Therefore all who mourn can cry out to the God who understands our sadness.

Some of my observations:

  • I did appreciate that the sermon was restrained on matters of eternal destiny and did not over-promise salvation for all – the temptation of many.

  • I don’t really think that community grief and Jesus’ tears are the main points of John 11. So while the Bible was used, I don’t think it was used well.

  • Unfortunately, this exercise in theodicy offers us a deistic God who winds-up the universe and leaves it ticking along with natural forces in control. I might not understand the course that God is charting, but I do want to know that someone is actually at the helm.

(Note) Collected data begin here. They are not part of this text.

use chrono::NaiveDate;
use serde::{Deserialize, Serialize};
use tracing::debug;

use super::affordability::{current_obligations, AffordabilityCheck};
use super::domain::{monthly_installment, round_currency, CustomerId, LoanRequest};
use super::error::LendingError;
use super::policy::LendingPolicy;
use super::scoring::credit_score;
use super::store::LendingStore;

/// Pricing band selected by credit score.
#[derive(Debug, Clone, Copy, PartialEq, Eq, Serialize, Deserialize)]
#[serde(rename_all = "snake_case")]
pub enum RateTier {
    /// Above 50: requested rate stands.
    Prime,
    /// Above 30 up to 50.
    NearPrime,
    /// Above 10 up to 30.
    Subprime,
    /// 10 or below.
    Declined,
}

impl RateTier {
    pub fn for_score(score: u8) -> Self {
        match score {
            51.. => RateTier::Prime,
            31..=50 => RateTier::NearPrime,
            11..=30 => RateTier::Subprime,
            _ => RateTier::Declined,
        }
    }

    /// Rate the tier lends at, or `None` when the tier declines outright.
    pub fn corrected_rate(self, requested_rate: f64, policy: &LendingPolicy) -> Option<f64> {
        match self {
            RateTier::Prime => Some(requested_rate),
            RateTier::NearPrime => Some(requested_rate.max(policy.near_prime_rate_floor)),
            RateTier::Subprime => Some(requested_rate.max(policy.subprime_rate_floor)),
            RateTier::Declined => None,
        }
    }
}

/// Advisory answer to an eligibility check. Nothing is persisted.
#[derive(Debug, Clone, PartialEq, Serialize, Deserialize)]
pub struct EligibilityDecision {
    pub customer_id: CustomerId,
    pub approval: bool,
    pub interest_rate: f64,
    pub corrected_interest_rate: Option<f64>,
    pub tenure: i32,
    pub monthly_installment: Option<f64>,
}

/// Dry-run decision using tiered rate correction.
///
/// The installment is priced at the corrected rate, and the affordability check runs
/// against that installment. Rate and installment are hidden unless approved.
pub fn check_eligibility<S>(
    store: &S,
    policy: &LendingPolicy,
    request: &LoanRequest,
    today: NaiveDate,
) -> Result<EligibilityDecision, LendingError>
where
    S: LendingStore + ?Sized,
{
    request.validate(today).map_err(LendingError::InvalidInput)?;

    let customer = store
        .get_customer(request.customer_id)?
        .ok_or(LendingError::CustomerNotFound(request.customer_id))?;

    let score = credit_score(store, customer.id, today)?;
    let tier = RateTier::for_score(score.value);
    let tier_rate = tier.corrected_rate(request.interest_rate, policy);
    let pricing_rate = tier_rate.unwrap_or(request.interest_rate);

    let installment = monthly_installment(request.loan_amount, pricing_rate, request.tenure);
    let current_emis = current_obligations(store, customer.id, today)?;
    let affordable = AffordabilityCheck::new(policy.max_emi_salary_ratio).fits_budget(
        current_emis,
        installment,
        customer.monthly_salary,
    );

    let approval = tier_rate.is_some() && affordable;
    debug!(
        customer_id = %customer.id,
        score = score.value,
        ?tier,
        current_emis,
        installment,
        affordable,
        approval,
        "eligibility evaluated"
    );

    Ok(EligibilityDecision {
        customer_id: customer.id,
        approval,
        interest_rate: request.interest_rate,
        corrected_interest_rate: if approval { Some(pricing_rate) } else { None },
        tenure: request.tenure,
        monthly_installment: if approval {
            Some(round_currency(installment))
        } else {
            None
        },
    })
}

  • Incarnation is, in the end, not enough. That Jesus knows our pain and grief is of some comfort. But more importantly he has acted (cross, resurrection, ascension and heavenly reign) and will act (second coming) to bring about a world where one day “there will be no more death, or mourning or crying or pain, for the old order of things has passed away.” (Rev 21:4)

If it had been me speaking, I might have explored how reaching our limits, being unable to enter the mine, brought many people – even our agnostic Prime Minster – to talk about prayer and God and hope.

I might have considered how death, with about 75 people dying every day in New Zealand, is reconsidered when it is concentrated in one place with 29 lives lost. Death focuses our minds more sharply on questions of God and eternity and religion/spirituality.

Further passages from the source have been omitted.